During my undergraduate internship in 2015 I started a side project called OpenBikes. The idea was to visualize and analyze bike sharing over multiple cities. Axel Bellec joined me and in 2016 we won a national open data competition. Since then we haven’t pursued anything major, instead we use OpenBikes to try out technologies and to apply concepts we learn at university and online.

Before the 2016 summer holidays one of my professors, Aurélien Garivier mentioned that he was considering using our data for a Kaggle-like competition between some statistics curriculums in France. Near the end of the summer, I sat down with a group of professors and we decided upon a format for the so-called “Challenge”. The general idea was to provide student teams with historical data on multiple bike stations and ask them to do some forecasting which we would then score based on a secret truth. The whole thing lasted from the 5th of October 2016 till the 26th of January 2017 when the best team was crowned.

The challenge was split into two phases. During the first phase, the teams were provided with data spanning from the 1st of April until the 5th of October at 10 AM. The data contained updates on the number of bikes at each station, the geographical position of the stations and the weather in each city. They were asked to forecast the number of bikes at 30 stations for 10 fixed timesteps ranging from the 5th of October at 10 AM until the 9th of October. We picked 10 stations from Toulouse, Lyon and Paris. Each team had access to an account page where they could deposit their submission which were then automatically scored. A public leaderboard was available at the homepage of the website Axel and I built.
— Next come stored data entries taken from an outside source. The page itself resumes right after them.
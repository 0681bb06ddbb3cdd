use ndarray::{ArrayView1, ArrayView2};
use rand::rngs::StdRng;
use rand::seq::SliceRandom;
use rand::{Rng, SeedableRng};
use serde::{Deserialize, Serialize};

use super::model::{FOREST_MODEL_VERSION, Node, RandomForestModel, RegressionTree};
use crate::error::{PipelineError, Result};
use crate::ml::Regressor;

/// Training hyperparameters for the random forest.
#[derive(Debug, Clone, PartialEq, Serialize, Deserialize)]
pub struct ForestOptions {
    /// Number of trees in the ensemble.
    pub n_trees: usize,
    /// Maximum tree depth; `None` grows until the other limits stop it.
    pub max_depth: Option<usize>,
    /// Minimum samples required to split an internal node.
    pub min_samples_split: usize,
    /// Minimum samples required on each side of a split.
    pub min_samples_leaf: usize,
    /// Features considered per split; `None` considers all of them in a random order.
    pub max_features: Option<usize>,
    /// Fit each tree on a bootstrap resample of the rows.
    pub bootstrap: bool,
    /// Seed for bootstrap sampling and feature ordering.
    pub seed: u64,
    /// Worker threads; `None` uses every available core.
    pub n_jobs: Option<usize>,
}

impl Default for ForestOptions {
    fn default() -> Self {
        Self {
            n_trees: 100,
            max_depth: Some(20),
            min_samples_split: 5,
            min_samples_leaf: 2,
            max_features: None,
            bootstrap: true,
            seed: 42,
            n_jobs: None,
        }
    }
}

impl ForestOptions {
    fn worker_count(&self) -> usize {
        let available = std::thread::available_parallelism()
            .map(|n| n.get())
            .unwrap_or(1);
        let requested = match self.n_jobs {
            Some(jobs) if jobs > 0 => jobs,
            _ => available,
        };
        requested.min(self.n_trees).max(1)
    }
}

impl Regressor for ForestOptions {
    type Model = RandomForestModel;

    fn fit(&self, x: ArrayView2<'_, f64>, y: ArrayView1<'_, f64>) -> Result<RandomForestModel> {
        let names = (0..x.ncols()).map(|idx| format!("f{idx}")).collect();
        train_random_forest(x, y, names, self)
    }
}

/// Column-major copy of the training data shared read-only by tree workers.
struct FitData {
    columns: Vec<Vec<f64>>,
    target: Vec<f64>,
}

impl FitData {
    fn n_rows(&self) -> usize {
        self.target.len()
    }
}

/// Fit a random forest on `x` (`[n_rows, n_features]`) and `y`.
pub fn train_random_forest(
    x: ArrayView2<'_, f64>,
    y: ArrayView1<'_, f64>,
    feature_names: Vec<String>,
    options: &ForestOptions,
) -> Result<RandomForestModel> {
    if x.nrows() != y.len() {
        return Err(PipelineError::Fit(format!(
            "Mismatched X/Y lengths: {} rows vs {} targets",
            x.nrows(),
            y.len()
        )));
    }
    if x.nrows() == 0 {
        return Err(PipelineError::Fit("Empty dataset".to_string()));
    }
    if x.ncols() == 0 || x.ncols() > u16::MAX as usize {
        return Err(PipelineError::Fit(format!(
            "Unsupported feature count {}",
            x.ncols()
        )));
    }
    if feature_names.len() != x.ncols() {
        return Err(PipelineError::Fit(format!(
            "{} feature names for {} columns",
            feature_names.len(),
            x.ncols()
        )));
    }
    if options.n_trees == 0 {
        return Err(PipelineError::Fit("Need at least 1 tree".to_string()));
    }
    if x.iter().chain(y.iter()).any(|v| !v.is_finite()) {
        return Err(PipelineError::Fit(
            "Input contains NaN or infinite values".to_string(),
        ));
    }

    let data = FitData {
        columns: x.columns().into_iter().map(|col| col.to_vec()).collect(),
        target: y.to_vec(),
    };

    let mut rng = StdRng::seed_from_u64(options.seed);
    let seeds: Vec<u64> = (0..options.n_trees).map(|_| rng.random::<u64>()).collect();

    let workers = options.worker_count();
    let chunk_size = options.n_trees.div_ceil(workers);
    let mut slots: Vec<Option<RegressionTree>> = vec![None; options.n_trees];
    std::thread::scope(|scope| {
        for (chunk_idx, chunk) in slots.chunks_mut(chunk_size).enumerate() {
            let data = &data;
            let seeds = &seeds;
            scope.spawn(move || {
                for (offset, slot) in chunk.iter_mut().enumerate() {
                    let tree_idx = chunk_idx * chunk_size + offset;
                    *slot = Some(fit_tree(data, seeds[tree_idx], options));
                }
            });
        }
    });
    let trees: Vec<RegressionTree> = slots
        .into_iter()
        .collect::<Option<_>>()
        .ok_or_else(|| PipelineError::Fit("A tree worker did not finish".to_string()))?;

    tracing::debug!(
        "Fitted {} trees on {} rows with {workers} workers",
        trees.len(),
        data.n_rows()
    );
    Ok(RandomForestModel {
        model_version: FOREST_MODEL_VERSION,
        feature_names,
        options: options.clone(),
        trees,
    })
}

fn fit_tree(data: &FitData, seed: u64, options: &ForestOptions) -> RegressionTree {
    let mut rng = StdRng::seed_from_u64(seed);
    let n = data.n_rows();
    let samples: Vec<usize> = if options.bootstrap {
        (0..n).map(|_| rng.random_range(0..n)).collect()
    } else {
        (0..n).collect()
    };
    let mut builder = TreeBuilder {
        data,
        options,
        rng,
        nodes: Vec::new(),
    };
    builder.grow(samples, 0);
    RegressionTree {
        nodes: builder.nodes,
    }
}

#[derive(Debug, Clone, Copy)]
struct BestSplit {
    feature: usize,
    threshold: f64,
    score: f64,
}

struct TreeBuilder<'a> {
    data: &'a FitData,
    options: &'a ForestOptions,
    rng: StdRng,
    nodes: Vec<Node>,
}

impl TreeBuilder<'_> {
    /// Append a node for `samples` (and its subtree) and return its index.
    fn grow(&mut self, samples: Vec<usize>, depth: usize) -> u32 {
        let idx = self.nodes.len() as u32;
        let value = samples.iter().map(|&s| self.data.target[s]).sum::<f64>() / samples.len() as f64;
        self.nodes.push(Node::Leaf { value });

        let Some(split) = self.best_split(&samples, depth) else {
            return idx;
        };
        let column = &self.data.columns[split.feature];
        let (left_samples, right_samples): (Vec<usize>, Vec<usize>) = samples
            .into_iter()
            .partition(|&s| column[s] <= split.threshold);
        let left = self.grow(left_samples, depth + 1);
        let right = self.grow(right_samples, depth + 1);
        self.nodes[idx as usize] = Node::Split {
            feature: split.feature as u16,
            threshold: split.threshold,
            left,
            right,
        };
        idx
    }

    fn best_split(&mut self, samples: &[usize], depth: usize) -> Option<BestSplit> {
        let n = samples.len();
        let min_leaf = self.options.min_samples_leaf.max(1);
        if self.options.max_depth.is_some_and(|max| depth >= max)
            || n < self.options.min_samples_split.max(2)
            || n < 2 * min_leaf
        {
            return None;
        }
        let first = self.data.target[samples[0]];
        if samples.iter().all(|&s| self.data.target[s] == first) {
            return None;
        }

        let n_features = self.data.columns.len();
        let mut features: Vec<usize> = (0..n_features).collect();
        features.shuffle(&mut self.rng);
        let max_features = self
            .options
            .max_features
            .unwrap_or(n_features)
            .clamp(1, n_features);

        let mut best: Option<BestSplit> = None;
        for &feature in features.iter().take(max_features) {
            if let Some(split) = self.best_split_for_feature(samples, feature, min_leaf)
                && best.is_none_or(|b| split.score > b.score)
            {
                best = Some(split);
            }
        }
        best
    }

    /// Best threshold on one feature, scored by `sum_l^2 / n_l + sum_r^2 / n_r`, which is
    /// maximal where the summed squared error of both children is minimal.
    fn best_split_for_feature(
        &self,
        samples: &[usize],
        feature: usize,
        min_leaf: usize,
    ) -> Option<BestSplit> {
        let column = &self.data.columns[feature];
        let mut pairs: Vec<(f64, f64)> = samples
            .iter()
            .map(|&s| (column[s], self.data.target[s]))
            .collect();
        pairs.sort_by(|a, b| a.0.total_cmp(&b.0));

        let n = pairs.len();
        let total: f64 = pairs.iter().map(|(_, y)| y).sum();
        let mut left_sum = 0.0f64;
        let mut best: Option<BestSplit> = None;
        for split_at in 1..n {
            left_sum += pairs[split_at - 1].1;
            let (lo, hi) = (pairs[split_at - 1].0, pairs[split_at].0);
            if lo == hi || split_at < min_leaf || n - split_at < min_leaf {
                continue;
            }
            let n_left = split_at as f64;
            let n_right = (n - split_at) as f64;
            let right_sum = total - left_sum;
            let score = left_sum * left_sum / n_left + right_sum * right_sum / n_right;
            if best.is_none_or(|b| score > b.score) {
                let mut threshold = lo + (hi - lo) / 2.0;
                if threshold >= hi {
                    threshold = lo;
                }
                best = Some(BestSplit {
                    feature,
                    threshold,
                    score,
                });
            }
        }
        best
    }
}
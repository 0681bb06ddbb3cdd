//! Evaluation metrics for regression models.

use ndarray::ArrayView1;

/// Coefficient of determination.
///
/// When the truth is constant the score is `1.0` for an exact prediction and `0.0` otherwise.
/// Empty inputs score `0.0`.
pub fn r2_score(truth: ArrayView1<'_, f64>, predicted: ArrayView1<'_, f64>) -> f64 {
    if truth.is_empty() {
        return 0.0;
    }
    let mean = truth.sum() / truth.len() as f64;
    let mut ss_res = 0.0f64;
    let mut ss_tot = 0.0f64;
    for (&t, &p) in truth.iter().zip(predicted.iter()) {
        ss_res += (t - p) * (t - p);
        ss_tot += (t - mean) * (t - mean);
    }
    if ss_tot == 0.0 {
        return if ss_res == 0.0 { 1.0 } else { 0.0 };
    }
    1.0 - ss_res / ss_tot
}

pub fn mean_absolute_error(truth: ArrayView1<'_, f64>, predicted: ArrayView1<'_, f64>) -> f64 {
    if truth.is_empty() {
        return 0.0;
    }
    let total: f64 = truth
        .iter()
        .zip(predicted.iter())
        .map(|(t, p)| (t - p).abs())
        .sum();
    total / truth.len() as f64
}

pub fn root_mean_squared_error(truth: ArrayView1<'_, f64>, predicted: ArrayView1<'_, f64>) -> f64 {
    if truth.is_empty() {
        return 0.0;
    }
    let total: f64 = truth
        .iter()
        .zip(predicted.iter())
        .map(|(t, p)| (t - p) * (t - p))
        .sum();
    (total / truth.len() as f64).sqrt()
}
During the second part of the challenge, which lasted from the 12th of January 2017 until the 20th of January 2017, the teams were provided with a new dataset containing similar data than the first part, except that Lyon has been swapped out for New-York. The data went from the 1st of April 2016 until the 11th of January 2017. The timesteps to predict were the same - both test sets went from a Wednesday till a Sunday. The teams did not get any feedback when they made a submission during the second part, they were scored based on their last submission, à l’aveugle.

In each part of the challenge the chosen metric to score the students was the mean absolute error between their submissions and the truth. The use of the MAE makes it possible to say things such as “team A was, on average, 3.2 bikes off target”.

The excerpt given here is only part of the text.